#### [Assigned task]
Show every line below where "enumerate" appears.
::: Exercise data :::
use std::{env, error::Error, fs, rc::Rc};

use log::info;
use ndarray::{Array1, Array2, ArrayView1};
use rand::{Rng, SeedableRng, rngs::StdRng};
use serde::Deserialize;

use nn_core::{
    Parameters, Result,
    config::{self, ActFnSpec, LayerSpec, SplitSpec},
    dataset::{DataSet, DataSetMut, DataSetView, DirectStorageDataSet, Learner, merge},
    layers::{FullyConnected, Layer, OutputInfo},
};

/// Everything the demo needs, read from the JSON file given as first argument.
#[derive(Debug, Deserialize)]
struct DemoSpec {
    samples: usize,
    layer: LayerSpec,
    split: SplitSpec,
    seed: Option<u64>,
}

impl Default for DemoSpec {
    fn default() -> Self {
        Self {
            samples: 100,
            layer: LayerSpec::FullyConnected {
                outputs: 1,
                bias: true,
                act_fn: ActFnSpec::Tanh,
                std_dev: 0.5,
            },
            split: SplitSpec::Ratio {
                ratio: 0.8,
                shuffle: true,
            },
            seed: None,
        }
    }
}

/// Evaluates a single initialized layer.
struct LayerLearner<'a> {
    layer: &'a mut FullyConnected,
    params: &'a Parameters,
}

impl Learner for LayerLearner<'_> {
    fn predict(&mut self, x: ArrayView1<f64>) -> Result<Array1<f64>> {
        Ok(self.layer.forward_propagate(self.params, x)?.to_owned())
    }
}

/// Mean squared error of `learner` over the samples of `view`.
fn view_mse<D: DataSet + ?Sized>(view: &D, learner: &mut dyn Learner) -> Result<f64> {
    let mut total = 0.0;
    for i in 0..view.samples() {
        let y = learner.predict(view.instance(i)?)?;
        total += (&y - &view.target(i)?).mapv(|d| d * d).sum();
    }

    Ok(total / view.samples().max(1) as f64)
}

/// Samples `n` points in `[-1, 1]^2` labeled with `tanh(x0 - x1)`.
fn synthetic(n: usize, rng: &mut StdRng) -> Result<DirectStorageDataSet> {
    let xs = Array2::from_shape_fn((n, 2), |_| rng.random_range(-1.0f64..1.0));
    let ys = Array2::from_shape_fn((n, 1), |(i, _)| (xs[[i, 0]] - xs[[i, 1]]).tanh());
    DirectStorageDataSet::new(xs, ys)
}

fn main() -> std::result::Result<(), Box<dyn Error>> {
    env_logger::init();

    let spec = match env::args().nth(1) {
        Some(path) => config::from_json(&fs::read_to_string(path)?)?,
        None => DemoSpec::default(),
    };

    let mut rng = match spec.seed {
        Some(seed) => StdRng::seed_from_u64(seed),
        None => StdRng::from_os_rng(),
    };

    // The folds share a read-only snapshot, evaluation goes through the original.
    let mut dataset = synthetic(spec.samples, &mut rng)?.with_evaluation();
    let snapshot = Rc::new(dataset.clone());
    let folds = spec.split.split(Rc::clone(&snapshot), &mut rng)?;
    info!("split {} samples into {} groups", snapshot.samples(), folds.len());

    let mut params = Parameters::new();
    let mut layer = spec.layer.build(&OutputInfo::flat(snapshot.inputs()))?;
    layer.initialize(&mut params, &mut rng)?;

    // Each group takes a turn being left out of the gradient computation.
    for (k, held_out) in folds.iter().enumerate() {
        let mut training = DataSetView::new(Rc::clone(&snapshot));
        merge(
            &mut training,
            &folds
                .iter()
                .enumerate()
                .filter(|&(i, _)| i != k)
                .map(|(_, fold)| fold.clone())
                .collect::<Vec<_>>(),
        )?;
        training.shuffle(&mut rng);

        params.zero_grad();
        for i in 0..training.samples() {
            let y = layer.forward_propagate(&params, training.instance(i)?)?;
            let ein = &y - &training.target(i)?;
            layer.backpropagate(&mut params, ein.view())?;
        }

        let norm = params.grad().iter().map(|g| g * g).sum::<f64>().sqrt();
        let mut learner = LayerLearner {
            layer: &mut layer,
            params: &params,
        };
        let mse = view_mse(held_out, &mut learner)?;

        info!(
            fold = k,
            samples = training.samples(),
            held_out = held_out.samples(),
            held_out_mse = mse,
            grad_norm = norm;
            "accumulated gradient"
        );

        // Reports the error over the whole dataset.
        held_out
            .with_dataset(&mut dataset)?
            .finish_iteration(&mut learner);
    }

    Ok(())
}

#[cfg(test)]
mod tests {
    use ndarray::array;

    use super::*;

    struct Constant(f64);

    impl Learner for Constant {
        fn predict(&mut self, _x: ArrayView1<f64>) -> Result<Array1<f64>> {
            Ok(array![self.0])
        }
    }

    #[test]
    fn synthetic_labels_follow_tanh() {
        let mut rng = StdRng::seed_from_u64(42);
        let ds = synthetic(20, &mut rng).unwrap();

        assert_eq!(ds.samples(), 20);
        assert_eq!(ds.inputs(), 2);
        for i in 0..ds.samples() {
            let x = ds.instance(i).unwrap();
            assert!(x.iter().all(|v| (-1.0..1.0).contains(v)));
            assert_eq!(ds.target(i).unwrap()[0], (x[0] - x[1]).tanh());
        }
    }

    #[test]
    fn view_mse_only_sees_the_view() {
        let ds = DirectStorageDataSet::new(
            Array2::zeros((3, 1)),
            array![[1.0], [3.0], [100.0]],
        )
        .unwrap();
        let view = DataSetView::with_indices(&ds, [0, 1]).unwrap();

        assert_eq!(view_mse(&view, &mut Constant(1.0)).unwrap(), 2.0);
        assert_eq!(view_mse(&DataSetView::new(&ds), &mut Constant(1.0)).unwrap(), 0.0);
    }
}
:::
::: Exercise data :::
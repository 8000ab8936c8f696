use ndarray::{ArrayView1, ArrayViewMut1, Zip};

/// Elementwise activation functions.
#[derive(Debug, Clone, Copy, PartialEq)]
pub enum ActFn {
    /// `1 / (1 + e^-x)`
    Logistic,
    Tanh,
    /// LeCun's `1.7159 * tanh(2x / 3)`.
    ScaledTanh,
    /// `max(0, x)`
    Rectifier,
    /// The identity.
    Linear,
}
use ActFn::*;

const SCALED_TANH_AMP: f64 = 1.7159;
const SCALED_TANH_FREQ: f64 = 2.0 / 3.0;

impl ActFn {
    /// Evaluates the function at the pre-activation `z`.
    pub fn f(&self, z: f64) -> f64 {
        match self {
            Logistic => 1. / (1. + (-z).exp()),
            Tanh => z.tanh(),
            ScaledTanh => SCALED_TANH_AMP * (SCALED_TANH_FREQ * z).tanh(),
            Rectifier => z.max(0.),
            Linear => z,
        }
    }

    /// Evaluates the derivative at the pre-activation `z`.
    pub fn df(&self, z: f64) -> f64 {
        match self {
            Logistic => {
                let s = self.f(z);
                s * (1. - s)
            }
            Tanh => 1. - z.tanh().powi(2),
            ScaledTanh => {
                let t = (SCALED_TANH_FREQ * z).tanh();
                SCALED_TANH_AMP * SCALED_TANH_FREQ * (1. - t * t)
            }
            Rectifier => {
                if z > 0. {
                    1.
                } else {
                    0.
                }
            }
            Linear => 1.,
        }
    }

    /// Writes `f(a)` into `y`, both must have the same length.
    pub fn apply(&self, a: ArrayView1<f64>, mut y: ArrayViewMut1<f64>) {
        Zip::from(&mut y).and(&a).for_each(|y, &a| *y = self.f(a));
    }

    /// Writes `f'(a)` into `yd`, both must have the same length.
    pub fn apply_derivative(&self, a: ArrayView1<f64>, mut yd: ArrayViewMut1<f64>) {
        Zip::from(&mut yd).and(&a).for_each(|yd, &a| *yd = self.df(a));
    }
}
:::
#### [Task solution]
    for (k, held_out) in folds.iter().enumerate() {
                .enumerate()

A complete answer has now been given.